Top Killers in America
- by Marco Cáceres
- Published
- Opinion
A study published in 2016 in the British Medical Journal (BMJ) identified “medical error” as the third leading cause of death in the United States. Study authors reported that medical errors are responsible for the deaths of about 251,000 Americans each year—up from the nearly 100,000 Americans estimated by the Institute of Medicine (IOM) in 1999 to die annually after errors committed by doctors and other medical personnel.1 2 3 4 Co-authored by Martin Makary, MD and research fellow Michael Daniels of Johns Hopkins University School of Medicine, the study defined medical error as:
an unintended act (either of omission or commission) or one that does not achieve its intended outcome, the failure of a planned action to be completed as intended (an error of execution), the use of a wrong plan to achieve an aim (an error of planning), or a deviation from the process of care that may or may not cause harm to the patient.1
“There’s vast underrecognition, underpreparation, and underfunding of the problem of medical care gone awry, even though it has a significant impact on public health,” Dr. Makary said. “It boils down to people dying from the care that they receive rather than the disease for which they are seeking care.”3 5
The study by Makary and Daniels placed medical error behind only heart disease, which accounted for 614,348 deaths annually, and cancer, responsible for 591,699 deaths per year, as the deadliest killers and well ahead of respiratory disease (147,101), accidents (136,053), stroke (133,103), Alzheimer’s (93,541), diabetes (76,488), influenza and pneumonia (55,227), kidney disease (48,146), and suicide (42,773).1 2
CDC Releases New Data on Leading Causes of Death
Recently, the U.S. Centers for Disease Control and Prevention’s (CDC) National Center for Health Statistics (NCHS) released provisional data on the top causes of deaths in the U.S. in 2023. According to the NCHS, heart disease remained the leading killer in the country, estimated to have caused 680,909 deaths. The second leading killer was cancer, with 613,331 deaths.6 7
The third leading killer was unintentional injuries, with 222,518 deaths, followed by stroke (162,639), chronic lower respiratory disease (145,350), Alzheimer’s disease (114,034), diabetes (95,181), kidney disease (55,250), chronic liver disease and cirrhosis (52,220), COVID-19 (49,928), suicide (49,303), and influenza and pneumonia (45,182).6
Medical Error Should Be Counted
It’s worth noting the third leading killer, unintentional injuries, in that it is so vague—almost as if there is an attempt to hide something or a lack of interest in being more specific. Makary alluded to this when he wrote to the CDC in 2016:
Currently the CDC uses a deaths collection system that only tallies causes of death occurring from diseases, morbid conditions, and injuries. The information on death certificates filled out by physicians, funeral directors, medical examiners, and coroners form the basis of an annually list of the most common causes of death. We found that the death certificate form has a major limitation.
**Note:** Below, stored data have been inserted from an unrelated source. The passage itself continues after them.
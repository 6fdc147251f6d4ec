//! SQLite exact tier: cached answers keyed by `(actor, normalized query)`.

use async_trait::async_trait;
use chrono::{DateTime, Utc};
use murmur_types::actor::ActorId;
use murmur_types::context::ContextKey;
use murmur_types::error::{MurmurError, MurmurResult};
use murmur_types::memory::{ExactMemoryStore, MemoryRecord};
use rusqlite::Connection;
use std::sync::{Arc, Mutex};

/// Exact-match store backed by SQLite.
#[derive(Clone)]
pub struct SqliteExactStore {
    conn: Arc<Mutex<Connection>>,
}

impl SqliteExactStore {
    /// Create a new exact store wrapping the given connection.
    pub fn new(conn: Arc<Mutex<Connection>>) -> Self {
        Self { conn }
    }

    /// Load the record for a normalized query.
    pub fn load(
        &self,
        actor_id: &ActorId,
        normalized_query: &str,
    ) -> MurmurResult<Option<MemoryRecord>> {
        let conn = self
            .conn
            .lock()
            .map_err(|e| MurmurError::Internal(e.to_string()))?;
        let mut stmt = conn
            .prepare(
                "SELECT summary, response, intent, topic, tone, created_at, last_cached_at
                 FROM exact_memory WHERE actor_id = ?1 AND normalized_query = ?2",
            )
            .map_err(|e| MurmurError::Memory(e.to_string()))?;
        let result = stmt.query_row(
            rusqlite::params![actor_id.as_str(), normalized_query],
            |row| {
                Ok((
                    row.get::<_, String>(0)?,
                    row.get::<_, String>(1)?,
                    row.get::<_, String>(2)?,
                    row.get::<_, String>(3)?,
                    row.get::<_, String>(4)?,
                    row.get::<_, String>(5)?,
                    row.get::<_, String>(6)?,
                ))
            },
        );
        match result {
            Ok((summary, response, intent, topic, tone, created_str, cached_str)) => {
                Ok(Some(MemoryRecord {
                    actor_id: actor_id.clone(),
                    normalized_query: normalized_query.to_string(),
                    summary,
                    response,
                    context: decode_context(&intent, &topic, &tone)?,
                    created_at: parse_timestamp(&created_str),
                    last_cached_at: parse_timestamp(&cached_str),
                }))
            }
            Err(rusqlite::Error::QueryReturnedNoRows) => Ok(None),
            Err(e) => Err(MurmurError::Memory(e.to_string())),
        }
    }

    /// Insert or replace a record. `created_at` survives replacement.
    pub fn store(&self, record: &MemoryRecord) -> MurmurResult<()> {
        let conn = self
            .conn
            .lock()
            .map_err(|e| MurmurError::Internal(e.to_string()))?;
        conn.execute(
            "INSERT INTO exact_memory (actor_id, normalized_query, summary, response, intent, topic, tone, created_at, last_cached_at)
             VALUES (?1, ?2, ?3, ?4, ?5, ?6, ?7, ?8, ?9)
             ON CONFLICT(actor_id, normalized_query) DO UPDATE SET
                summary = ?3, response = ?4, intent = ?5, topic = ?6, tone = ?7, last_cached_at = ?9",
            rusqlite::params![
                record.actor_id.as_str(),
                record.normalized_query,
                record.summary,
                record.response,
                record.context.intent.as_str(),
                record.context.topic.as_str(),
                record.context.tone.as_str(),
                record.created_at.to_rfc3339(),
                record.last_cached_at.to_rfc3339(),
            ],
        )
        .map_err(|e| MurmurError::Memory(e.to_string()))?;
        Ok(())
    }

    /// Number of rows in the exact tier.
    pub fn count(&self) -> MurmurResult<u64> {
        let conn = self
            .conn
            .lock()
            .map_err(|e| MurmurError::Internal(e.to_string()))?;
        let n: i64 = conn
            .query_row("SELECT COUNT(*) FROM exact_memory", [], |row| row.get(0))
            .map_err(|e| MurmurError::Memory(e.to_string()))?;
        Ok(n as u64)
    }
}

#[async_trait]
impl ExactMemoryStore for SqliteExactStore {
    async fn get(
        &self,
        actor_id: &ActorId,
        normalized_query: &str,
    ) -> MurmurResult<Option<MemoryRecord>> {
        self.load(actor_id, normalized_query)
    }

    async fn upsert(&self, record: &MemoryRecord) -> MurmurResult<()> {
        self.store(record)
    }
}

/// Rebuild a context key from its three storage columns.
pub(crate) fn decode_context(intent: &str, topic: &str, tone: &str) -> MurmurResult<ContextKey> {
    Ok(ContextKey {
        intent: intent.parse()?,
        topic: topic.parse()?,
        tone: tone.parse()?,
    })
}

pub(crate) fn parse_timestamp(s: &str) -> DateTime<Utc> {
    DateTime::parse_from_rfc3339(s)
        .map(|dt| dt.with_timezone(&Utc))
        .unwrap_or_else(|_| Utc::now())
}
We suggest that the CDC allow physicians to list medical error as the cause of death, and, in the interim, the CDC should list medical error as the third most common cause of death…8 9
If you look closely, what Makary and Daniels did in their study was to break out the unintentional injuries category into medical error and accidents. These are still broad categories, but at least the medical error category provides an indication of a problem that can be addressed. Under the current CDC system for identifying the leading killers, it is unclear just how many Americans are being harmed and killed as a result of mistakes made by the medical trade industry.
It is likely that the number of deaths caused by medical error is contained within the unintentional injuries and that it accounts for a large portion, if not most, of the deaths in that category. But there is no way to know for sure.
It only makes sense to understand precisely how and how much medical error contributes to mortality in the U.S. “Recognizing the role of medical error in health care has enormous implications for medicine,” wrote Makary. “At minimum, listing the death burden of medical error would help create an open dialog about the problem. … We need more honest conversations about the problem.”